Commissioner of the Federal Election Commission
- Incumbent
- Assumed office August 2, 2022
- President: Joe Biden
- Preceded by: Steven T. Walther

Personal details
- Party: Democratic
- Education: Northeastern University (BA) George Washington University (JD)

= Dara Lindenbaum =

American lawyer

Dara Lindenbaum is an American election lawyer serving as a commissioner of the Federal Election Commission (FEC). She was nominated in January 2022 and confirmed by the Senate in May 2022.

== Education ==
Lindenbaum earned a Bachelor of Arts degree in art history from Northeastern University and a Juris Doctor from the George Washington University Law School in 2011.

== Career ==
During the Iraq War, Lindenbaum was an activist with Code Pink.
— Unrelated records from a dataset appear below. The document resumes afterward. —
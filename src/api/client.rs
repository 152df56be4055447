//! Blocking HTTP client for the layout endpoints

use std::time::Duration;

use reqwest::blocking::{Client, Response};
use serde::Deserialize;
use tracing::{debug, info};

use super::config::ApiConfig;
use super::dto::{BarnLayoutResponse, LayoutSaveRequest};
use super::{ApiError, LayoutApi};

/// `LayoutApi` backed by the REST server
#[derive(Debug, Clone)]
pub struct HttpLayoutApi {
    client: Client,
    base_url: String,
}

impl HttpLayoutApi {
    pub fn new(config: &ApiConfig) -> Result<Self, ApiError> {
        let client = Client::builder()
            .connect_timeout(Duration::from_secs(config.connect_timeout_secs))
            .timeout(Duration::from_secs(config.timeout_secs))
            .build()?;

        Ok(Self {
            client,
            base_url: config.base_url.trim_end_matches('/').to_string(),
        })
    }

    /// Endpoint for reading and writing one barn's layout
    pub fn layout_url(&self, barn_id: i64) -> String {
        format!("{}/api/map/barns/{}/layout", self.base_url, barn_id)
    }
}

impl LayoutApi for HttpLayoutApi {
    fn fetch_layout(&self, barn_id: i64) -> Result<BarnLayoutResponse, ApiError> {
        let url = self.layout_url(barn_id);
        debug!(%url, "fetching barn layout");

        let response = check_status(self.client.get(&url).send()?)?;
        let layout: BarnLayoutResponse = response.json()?;

        debug!(
            barn_id,
            placed = layout.layouts.len(),
            unplaced = layout.unplaced_pens.len(),
            "barn layout fetched"
        );
        Ok(layout)
    }

    fn save_layout(&self, barn_id: i64, request: &LayoutSaveRequest) -> Result<(), ApiError> {
        let url = self.layout_url(barn_id);
        debug!(%url, pens = request.layouts.len(), "saving barn layout");

        check_status(self.client.post(&url).json(request).send()?)?;

        info!(barn_id, pens = request.layouts.len(), "barn layout saved");
        Ok(())
    }
}

#[derive(Deserialize)]
struct ErrorBody {
    message: Option<String>,
}

/// Turn a non-2xx response into an error carrying the server's message
fn check_status(response: Response) -> Result<Response, ApiError> {
    let status = response.status();
    if status.is_success() {
        return Ok(response);
    }

    let body = response.text().unwrap_or_default();
    Err(ApiError::server(status.as_u16(), server_message(&body)))
}

/// Extract `message` from a JSON error body
pub(crate) fn server_message(body: &str) -> Option<String> {
    serde_json::from_str::<ErrorBody>(body)
        .ok()
        .and_then(|b| b.message)
        .filter(|m| !m.trim().is_empty())
}

#[cfg(test)]
mod tests {
    use super::*;

    #[test]
    fn test_layout_url_strips_trailing_slash() {
        let api = HttpLayoutApi::new(&ApiConfig::new().with_base_url("http://farm:9000/")).unwrap();
        assert_eq!(api.layout_url(4), "http://farm:9000/api/map/barns/4/layout");
    }

    #[test]
    fn test_server_message() {
        assert_eq!(
            server_message(r#"{"status": 400, "message": "pen name exists"}"#),
            Some("pen name exists".to_string())
        );
        assert_eq!(server_message(r#"{"message": ""}"#), None);
        assert_eq!(server_message("<html>oops</html>"), None);
    }
}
After graduating from law school, she worked as associate counsel in the Voting Rights Project at the Lawyers' Committee for Civil Rights Under Law. She was also a development assistant at Americans United for Separation of Church and State. During the 2018 Georgia gubernatorial election, Lindenbaum worked as general counsel for Stacey Abrams's campaign. In 2020, Lindenbaum was legal counsel for Fair Fight Action. Prior to her governmental service Lindenbaum was a partner at Sandler Reiff Lamb Rosenstein & Birkenstock, P.C.

===FEC Nomination===
On January 21, 2022, President Joe Biden nominated Lindenbaum to be a commissioner of the Federal Election Commission. Hearings were held before the Senate Rules Committee on the nomination on April 6, 2022. The committee favorably reported the nomination on May 3, 2022. She was confirmed by the full Senate on May 24, 2022 by a vote of 54–38, with 6 Republicans supporting her confirmation. She was sworn in on August 2, 2022. She was elected as FEC Chair for 2023.